◆ What this task involves
Only the lines from the start of the entries up to and including the line with "use crate::transaction::Transaction;" should be written out, exactly as they stand.

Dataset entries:
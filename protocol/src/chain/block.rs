//! # Block Structure
//!
//! A block is one ordered entry in a peer's chain: a monotonic index,
//! an RFC3339 timestamp, a polymorphic data payload (almost always a
//! transaction), the previous block's hash, this block's hash, and the
//! proof-of-work nonce (zero under proof-of-stake).
//!
//! ## Hash computation
//!
//! `hash = SHA256(canonical(block_without_hash) || itoa(nonce))`,
//! rendered as lowercase hex. The canonical form is the JSON of
//! `{index, timestamp, data, prevHash}` with stable key order and no
//! whitespace; the nonce is appended as its decimal string. The genesis
//! block is exempt: its hash is the fixed string `"0"`.

use chrono::Utc;
use serde::{Deserialize, Serialize};
use sha2::{Digest, Sha256};

use crate::config;
use crate::transaction::Transaction;
use crate::wire::payload::Payload;

/// One entry in the chain.
#[derive(Clone, Debug, PartialEq, Serialize, Deserialize)]
pub struct Block {
    /// Position in the chain; genesis is 0.
    pub index: u64,
    /// RFC3339 creation time.
    pub timestamp: String,
    /// Payload this block records, discriminated like any wire payload.
    pub data: Payload,
    /// Hash of the predecessor. Empty for genesis.
    #[serde(rename = "prevHash")]
    pub prev_hash: String,
    /// This block's hash. Empty while a proof search is in flight.
    pub hash: String,
    /// Proof-of-work nonce; stays 0 under proof-of-stake.
    #[serde(default)]
    pub nonce: u64,
}

impl Block {
    /// The genesis block: index 0, empty `prevHash`, fixed hash `"0"`.
    pub fn genesis() -> Self {
        Self {
            index: 0,
            timestamp: Utc::now().to_rfc3339(),
            data: Payload::Transaction(Transaction::default()),
            prev_hash: String::new(),
            hash: config::GENESIS_HASH.to_string(),
            nonce: 0,
        }
    }

    /// A new unsealed block extending `tip`. The hash is left empty
    /// until the agreement strategy seals it.
    pub fn next(tip: &Block, data: Payload) -> Self {
        Self {
            index: tip.index + 1,
            timestamp: Utc::now().to_rfc3339(),
            data,
            prev_hash: tip.hash.clone(),
            hash: String::new(),
            nonce: 0,
        }
    }

    /// The canonical hashing preimage for a given nonce: the block
    /// without its `hash` and `nonce` fields, followed by the nonce's
    /// decimal rendering.
    pub fn proof_preimage(&self, nonce: u64) -> String {
        let preimage = HashPreimage {
            index: self.index,
            timestamp: &self.timestamp,
            data: &self.data,
            prev_hash: &self.prev_hash,
        };
        let mut canonical = serde_json::to_string(&preimage).unwrap_or_default();
        canonical.push_str(&nonce.to_string());
        canonical
    }

    /// SHA-256 of the preimage for `nonce`, as lowercase hex.
    pub fn content_hash(&self, nonce: u64) -> String {
        let mut hasher = Sha256::new();
        hasher.update(self.proof_preimage(nonce).as_bytes());
        hex::encode(hasher.finalize())
    }

    /// Sets the nonce and the matching hash.
    pub fn seal(&mut self, nonce: u64) {
        self.nonce = nonce;
        self.hash = self.content_hash(nonce);
    }
}

/// Serialization view of a block with `hash` and `nonce` stripped.
#[derive(Serialize)]
struct HashPreimage<'a> {
    index: u64,
    timestamp: &'a str,
    data: &'a Payload,
    #[serde(rename = "prevHash")]
    prev_hash: &'a str,
}

#[cfg(test)]
mod tests {
    use super::*;

    #[test]
    fn genesis_invariants() {
        let genesis = Block::genesis();
        assert_eq!(genesis.index, 0);
        assert!(genesis.prev_hash.is_empty());
        assert_eq!(genesis.hash, "0");
        assert_eq!(genesis.nonce, 0);
    }

    #[test]
    fn next_links_to_tip() {
        let genesis = Block::genesis();
        let block = Block::next(
            &genesis,
            Payload::Transaction(Transaction::new("a:1", "b:2", 3)),
        );
        assert_eq!(block.index, 1);
        assert_eq!(block.prev_hash, genesis.hash);
        assert!(block.hash.is_empty());
    }

    #[test]
    fn preimage_excludes_hash_and_appends_nonce() {
        let genesis = Block::genesis();
        let mut block = Block::next(&genesis, Payload::Transaction(Transaction::default()));
        block.hash = "should-not-appear".into();

        let preimage = block.proof_preimage(42);
        assert!(!preimage.contains("should-not-appear"));
        assert!(preimage.ends_with("42"));
    }

    #[test]
    fn content_hash_is_lowercase_hex_and_nonce_sensitive() {
        let block = Block::next(&Block::genesis(), Payload::Transaction(Transaction::default()));
        let h0 = block.content_hash(0);
        let h1 = block.content_hash(1);
        assert_eq!(h0.len(), 64);
        assert!(h0.chars().all(|c| c.is_ascii_hexdigit() && !c.is_ascii_uppercase()));
        assert_ne!(h0, h1);
    }

    #[test]
    fn seal_makes_hash_recomputable() {
        let mut block = Block::next(&Block::genesis(), Payload::Transaction(Transaction::default()));
        block.seal(7);
        assert_eq!(block.hash, block.content_hash(block.nonce));
    }

    #[test]
    fn wire_roundtrip_preserves_prev_hash_key() {
        let block = Block::genesis();
        let json = serde_json::to_string(&block).unwrap();
        assert!(json.contains("\"prevHash\""));
        let back: Block = serde_json::from_str(&json).unwrap();
        assert_eq!(back, block);
    }
}
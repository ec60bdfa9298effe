//! # Peer
//!
//! A mining participant: maintains the local chain, mines on request,
//! validates candidates for the coordinator, and converges to the
//! longest chain the network shows it.
//!
//! All peer state (chain, wallet, key registry) is owned by the
//! single event loop. The proof-of-work search thread communicates
//! only through the shared `mining` flag (loop writes, search reads)
//! and the proof event channel (search writes, loop reads).

use std::net::SocketAddr;
use std::sync::atomic::{AtomicBool, Ordering};
use std::sync::Arc;
use std::time::{Duration, Instant};

use tokio::sync::{mpsc, watch};
use tracing::{debug, info, warn};

use crate::chain::Chain;
use crate::client::{Client, ClientError};
use crate::config;
use crate::consensus::{AgreementStrategy, ProofEvent, StrategyAction};
use crate::transport::Transport;
use crate::wire::{CandidateBlock, Command, Message, Payload, PeerAddress};

/// Peer loop timing. Defaults mirror the protocol constants.
#[derive(Debug, Clone)]
pub struct PeerConfig {
    pub ping_period: Duration,
    pub loop_tick: Duration,
}

impl Default for PeerConfig {
    fn default() -> Self {
        Self {
            ping_period: config::PING_PERIOD,
            loop_tick: config::LOOP_TICK,
        }
    }
}

/// A peer node: transport, strategy, chain, wallet, and key material.
pub struct Peer {
    transport: Transport,
    inbox: mpsc::Receiver<Message>,
    strategy: Box<dyn AgreementStrategy>,
    chain: Chain,
    wallet: u64,
    client: Client,
    mining: Arc<AtomicBool>,
    proof_events_tx: mpsc::UnboundedSender<ProofEvent>,
    proof_events: mpsc::UnboundedReceiver<ProofEvent>,
    config: PeerConfig,
}

impl Peer {
    /// Builds a peer around an initialized transport. The chain starts
    /// at genesis; GET_CHAIN at startup overwrites it if anyone answers
    /// with something longer.
    pub fn new(
        transport: Transport,
        inbox: mpsc::Receiver<Message>,
        strategy: Box<dyn AgreementStrategy>,
        config: PeerConfig,
    ) -> Self {
        let (proof_events_tx, proof_events) = mpsc::unbounded_channel();
        Self {
            transport,
            inbox,
            strategy,
            chain: Chain::with_genesis(),
            wallet: crate::config::INITIAL_WALLET,
            client: Client::new(),
            mining: Arc::new(AtomicBool::new(false)),
            proof_events_tx,
            proof_events,
            config,
        }
    }

    pub fn local_address(&self) -> PeerAddress {
        self.transport.local_address()
    }

    pub fn chain(&self) -> &Chain {
        &self.chain
    }

    pub fn wallet(&self) -> u64 {
        self.wallet
    }

    /// Number of peers currently considered live.
    pub fn known_peers(&self) -> usize {
        self.transport.peer_count()
    }

    /// Seeds a peer directly, for discovery-disabled deployments.
    pub fn add_peer(&mut self, peer: PeerAddress) {
        self.transport.add_peer(peer);
    }

    /// Runs the peer event loop until shutdown flips.
    pub async fn run(&mut self, mut shutdown: watch::Receiver<bool>) {
        if let Err(err) = self.strategy.initialize() {
            warn!(error = %err, "strategy initialization failed");
        }
        info!(
            local = %self.transport.local_address(),
            strategy = %self.strategy.kind(),
            "running peer"
        );

        // Announce ourselves: liveness, key material, and a request for
        // existing chains in case we are not the founder.
        self.transport.ping_network().await;
        let announce = self.transport.generate_message(
            Command::PublicKeys,
            Some(Payload::PublicKey(self.client.announcement())),
        );
        if let Err(err) = self.transport.broadcast(&announce).await {
            warn!(error = %err, "failed to announce public key");
        }
        let get_chain = self.transport.generate_message(Command::GetChain, None);
        if let Err(err) = self.transport.broadcast(&get_chain).await {
            warn!(error = %err, "failed to request peer chains");
        }

        let mut last_ping = Instant::now();

        loop {
            if *shutdown.borrow() {
                break;
            }

            if let Err(err) = self.transport.receive(true).await {
                warn!(error = %err, "receive error");
            }

            while let Ok(message) = self.inbox.try_recv() {
                self.handle_message(message).await;
            }

            while let Ok(event) = self.proof_events.try_recv() {
                self.on_proof_event(event).await;
            }

            if last_ping.elapsed() >= self.config.ping_period {
                self.transport.ping_network().await;
                last_ping = Instant::now();
            }
            self.transport.prune();

            tokio::select! {
                _ = tokio::time::sleep(self.config.loop_tick) => {}
                _ = shutdown.changed() => {}
            }
        }

        info!("terminating peer components");
        self.mining.store(false, Ordering::Relaxed);
        self.strategy.terminate();
        self.transport.terminate();
    }

    /// The closed message switch.
    async fn handle_message(&mut self, message: Message) {
        let sender = message.from.address;
        match message.command {
            Command::Ping => {
                debug!(from = %sender, "received a ping");
            }

            Command::Mine => match message.data.as_ref().and_then(Payload::as_transaction) {
                Some(tx) => self.start_mining(tx.clone()).await,
                None => warn!("MINE without a transaction payload"),
            },

            Command::Validate => {
                let Some(candidate) = message.data.as_ref().and_then(Payload::as_candidate_block)
                else {
                    warn!("VALIDATE without a candidate block payload");
                    return;
                };
                if self.strategy.validate_block(&candidate.block, self.chain.tip()) {
                    debug!(miner = %candidate.miner, "candidate checks out, acking");
                    self.send_to_coordinator(Command::BlockValid, None).await;
                }
                // An invalid candidate earns silence, not a nack.
            }

            Command::Transaction => {
                let Some(tx) = message.data.as_ref().and_then(Payload::as_transaction) else {
                    warn!("TRANSACTION without a transaction payload");
                    return;
                };
                if Some(sender) == self.transport.middleware_peer() {
                    self.on_reward(tx.clone());
                } else {
                    self.on_peer_payment(tx.clone());
                }
            }

            Command::PeerChain => {
                let Some(copy) = message.data.as_ref().and_then(Payload::as_chain) else {
                    warn!("PEER_CHAIN without a chain payload");
                    return;
                };
                if self.chain.replace_if_longer(copy.blocks.clone()) {
                    info!(
                        len = self.chain.len(),
                        "received a longer chain copy, adopted as local chain"
                    );
                    self.broadcast_chain().await;
                }
            }

            Command::GetChain => {
                self.broadcast_chain().await;
            }

            Command::Consensus => {
                // Round is over: stop any in-flight search and publish
                // our copy so the longest chain can win everywhere.
                self.mining.store(false, Ordering::Relaxed);
                self.broadcast_chain().await;
            }

            Command::PublicKey => {
                self.register_announced_key(&message);
            }

            Command::PublicKeys => {
                self.register_announced_key(&message);
                let reply = self.transport.generate_message(
                    Command::PublicKey,
                    Some(Payload::PublicKey(self.client.announcement())),
                );
                if let Err(err) = self.transport.send_to(&reply, sender).await {
                    warn!(peer = %sender, error = %err, "failed to send public key");
                }
            }

            // Strategy-specific commands.
            Command::Stake | Command::Winner => {
                let tip = self.chain.tip().clone();
                let miner = self.transport.local_address();
                match self.strategy.handle_command(&message, &tip, miner) {
                    Ok(actions) => self.apply_strategy_actions(actions).await,
                    Err(err) => warn!(command = %message.command, error = %err, "strategy rejected command"),
                }
            }

            other => {
                warn!(command = %other, "command not supported by a peer");
            }
        }
    }

    /// MINE received: raise the mining flag and hand the transaction to
    /// the strategy.
    async fn start_mining(&mut self, tx: crate::transaction::Transaction) {
        info!("received a new transaction, beginning mining session");
        self.mining.store(true, Ordering::Relaxed);
        let actions = self.strategy.begin_proof(
            tx,
            self.chain.tip().clone(),
            self.transport.local_address(),
            Arc::clone(&self.mining),
            self.proof_events_tx.clone(),
            self.wallet,
        );
        self.apply_strategy_actions(actions).await;
    }

    /// A proof search finished: submit the candidate unless the round
    /// was cancelled underneath it.
    async fn on_proof_event(&mut self, event: ProofEvent) {
        self.mining.store(false, Ordering::Relaxed);
        if event.block.hash.is_empty() {
            debug!("mining session cancelled before a proof was found");
            return;
        }
        info!(hash = %event.block.hash, "block mined, sending proof to coordinator");
        let candidate = CandidateBlock {
            block: Box::new(event.block),
            miner: self.transport.local_address(),
        };
        self.send_to_coordinator(Command::Proof, Some(Payload::CandidateBlock(candidate)))
            .await;
    }

    /// Reward from the coordinator: append the held candidate and
    /// credit the wallet.
    fn on_reward(&mut self, tx: crate::transaction::Transaction) {
        match self.strategy.take_candidate() {
            Some(candidate) => {
                info!(index = candidate.index, "appending mined block to local chain");
                self.chain.append(candidate);
            }
            None => warn!("reward arrived without a held candidate block"),
        }
        self.wallet += tx.amount;
        info!(balance = self.wallet, "reward received");
    }

    /// Payment from another peer: verify the signature against the
    /// registered key before crediting. Failures drop the message.
    fn on_peer_payment(&mut self, tx: crate::transaction::Transaction) {
        if !self.client.verify(&tx) {
            warn!(from = %tx.from, "dropping transaction with bad or unknown signature");
            return;
        }
        self.wallet += tx.amount;
        info!(from = %tx.from, amount = tx.amount, balance = self.wallet, "payment received");
    }

    /// Originates a payment: sign, debit the wallet, POST to the
    /// coordinator's HTTP intake, then deliver to the recipient over
    /// UDP. The debit precedes both network sends; a submission that
    /// fails after it leaves the sender debited.
    pub async fn send_payment(
        &mut self,
        to: PeerAddress,
        amount: u64,
        intake: SocketAddr,
    ) -> Result<(), ClientError> {
        let tx = self.client.create_payment(
            self.transport.local_address(),
            to,
            amount,
            self.wallet,
            self.transport.coordinator_port(),
        )?;
        self.wallet -= amount;

        let reply = self.client.post_to_coordinator(intake, &tx).await?;
        info!(%reply, "coordinator accepted transaction");

        let msg = self
            .transport
            .generate_message(Command::Transaction, Some(Payload::Transaction(tx)));
        self.transport
            .send_to(&msg, to)
            .await
            .map_err(|err| ClientError::Delivery(err.to_string()))?;

        Ok(())
    }

    fn register_announced_key(&mut self, message: &Message) {
        let Some(data) = message.data.as_ref().and_then(Payload::as_public_key) else {
            warn!("key announcement without coordinates");
            return;
        };
        if let Err(err) = self.client.register_key(data, message.from.address) {
            warn!(peer = %message.from.address, error = %err, "rejecting announced key");
        }
    }

    async fn broadcast_chain(&mut self) {
        let msg = self
            .transport
            .generate_message(Command::PeerChain, Some(Payload::Chain(self.chain.to_copy())));
        if let Err(err) = self.transport.broadcast(&msg).await {
            warn!(error = %err, "failed to broadcast chain copy");
        }
    }

    async fn send_to_coordinator(&mut self, command: Command, data: Option<Payload>) {
        let Some(coordinator) = self.transport.middleware_peer() else {
            warn!(%command, "no coordinator known, dropping send");
            return;
        };
        let msg = self.transport.generate_message(command, data);
        if let Err(err) = self.transport.send_to(&msg, coordinator).await {
            warn!(%command, error = %err, "send to coordinator failed");
        }
    }

    async fn apply_strategy_actions(&mut self, actions: Vec<StrategyAction>) {
        for action in actions {
            match action {
                StrategyAction::SendCoordinator { command, data } => {
                    self.send_to_coordinator(command, data).await;
                }
                StrategyAction::Debit(amount) => {
                    self.wallet = self.wallet.saturating_sub(amount);
                    debug!(balance = self.wallet, "wallet debited");
                }
                StrategyAction::Credit(amount) => {
                    self.wallet += amount;
                    debug!(balance = self.wallet, "wallet credited");
                }
            }
        }
    }
}
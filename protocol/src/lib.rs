// Copyright (c) 2026 Cinder Labs. MIT License.
// See LICENSE for details.

//! # Cinder Protocol Core Library
//!
//! Cinder is a small LAN-scoped peer-to-peer cryptocurrency. A set of
//! mining peers and one distinguished **coordinator** drive rounds to
//! completion: an external client posts a transaction to the
//! coordinator, the coordinator broadcasts MINE, peers race (or enter a
//! stake lottery) for the right to append the block, the network votes
//! on the winning candidate, the coordinator pays the reward, and a
//! CONSENSUS broadcast makes every honest chain converge under the
//! longest-chain rule.
//!
//! ## Architecture
//!
//! - **wire**: JSON envelopes over UDP, the closed command set, and the
//!   key-presence payload discriminator.
//! - **transport**: the datagram socket, mDNS-style discovery, and
//!   peer liveness.
//! - **chain**: blocks and the per-peer chain with the longest-chain
//!   merge rule.
//! - **consensus**: the pluggable agreement layer, proof-of-work and
//!   proof-of-stake.
//! - **roles**: the peer and coordinator event loops.
//! - **client**: key material, signing, and payment origination.
//! - **crypto**: ECDSA P-256 primitives.
//! - **config**: every protocol constant in one place.
//!
//! ## Concurrency model
//!
//! One event loop per role owns all of that role's state. The only
//! cross-thread traffic is the proof-of-work search: a flag going out
//! (cancellation) and a proof event coming back.

pub mod chain;
pub mod client;
pub mod config;
pub mod consensus;
pub mod crypto;
pub mod roles;
pub mod transaction;
pub mod transport;
pub mod wire;
//! # Transaction Intake API
//!
//! The coordinator's single HTTP endpoint: external clients POST form
//! data to `/newTransaction` and the resulting transaction enters the
//! mining queue through a bounded channel into the coordinator loop.
//!
//! | Method | Path              | Description                      |
//! |--------|-------------------|----------------------------------|
//! | POST   | `/newTransaction` | Queue a transaction for mining   |
//!
//! Success is a plain-text 200; any validation problem is a 400 whose
//! body is the error message.

use axum::extract::{Form, State};
use axum::http::StatusCode;
use axum::routing::post;
use axum::Router;
use serde::Deserialize;
use tokio::sync::mpsc;
use tower_http::trace::TraceLayer;
use tracing::{info, warn};

use cinder_protocol::transaction::Transaction;

/// Response body on success. External tooling string-matches this, so
/// it never changes.
const SUCCESS_BODY: &str = "Transaction processed successfully!";

/// Shared state for intake handlers. Cheap to clone.
#[derive(Clone)]
pub struct ApiState {
    /// Feeds the coordinator's transaction queue.
    pub intake: mpsc::Sender<Transaction>,
}

/// Form fields of a new transaction. Everything arrives as strings and
/// is validated in the handler so every failure gets a readable 400.
#[derive(Debug, Deserialize)]
pub struct NewTransactionForm {
    #[serde(default)]
    pub from: String,
    #[serde(default)]
    pub to: String,
    #[serde(default)]
    pub amount: String,
    #[serde(default)]
    pub signature: String,
}

/// Builds the intake router.
pub fn create_router(state: ApiState) -> Router {
    Router::new()
        .route("/newTransaction", post(new_transaction_handler))
        .layer(TraceLayer::new_for_http())
        .with_state(state)
}

async fn new_transaction_handler(
    State(state): State<ApiState>,
    Form(form): Form<NewTransactionForm>,
) -> (StatusCode, String) {
    if form.from.is_empty() || form.to.is_empty() {
        return (
            StatusCode::BAD_REQUEST,
            "missing 'from' or 'to' field".to_string(),
        );
    }

    let amount: u64 = match form.amount.trim().parse() {
        Ok(amount) => amount,
        Err(_) => {
            warn!(amount = %form.amount, "rejecting transaction with bad amount");
            return (
                StatusCode::BAD_REQUEST,
                format!("invalid amount: {:?}", form.amount),
            );
        }
    };

    let mut tx = Transaction::new(form.from, form.to, amount);
    tx.signature = form.signature;

    info!(from = %tx.from, to = %tx.to, amount, "transaction received over HTTP");
    match state.intake.try_send(tx) {
        Ok(()) => (StatusCode::OK, SUCCESS_BODY.to_string()),
        Err(_) => {
            warn!("transaction queue unavailable");
            (
                StatusCode::SERVICE_UNAVAILABLE,
                "transaction queue unavailable, try again".to_string(),
            )
        }
    }
}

◆ Output for this task
filename protocol/src/chain/block.rs
//! # Block Structure
//!
//! A block is one ordered entry in a peer's chain: a monotonic index,
//! an RFC3339 timestamp, a polymorphic data payload (almost always a
//! transaction), the previous block's hash, this block's hash, and the
//! proof-of-work nonce (zero under proof-of-stake).
//!
//! ## Hash computation
//!
//! `hash = SHA256(canonical(block_without_hash) || itoa(nonce))`,
//! rendered as lowercase hex. The canonical form is the JSON of
//! `{index, timestamp, data, prevHash}` with stable key order and no
//! whitespace; the nonce is appended as its decimal string. The genesis
//! block is exempt: its hash is the fixed string `"0"`.

use chrono::Utc;
use serde::{Deserialize, Serialize};
use sha2::{Digest, Sha256};

use crate::config;
use crate::transaction::Transaction;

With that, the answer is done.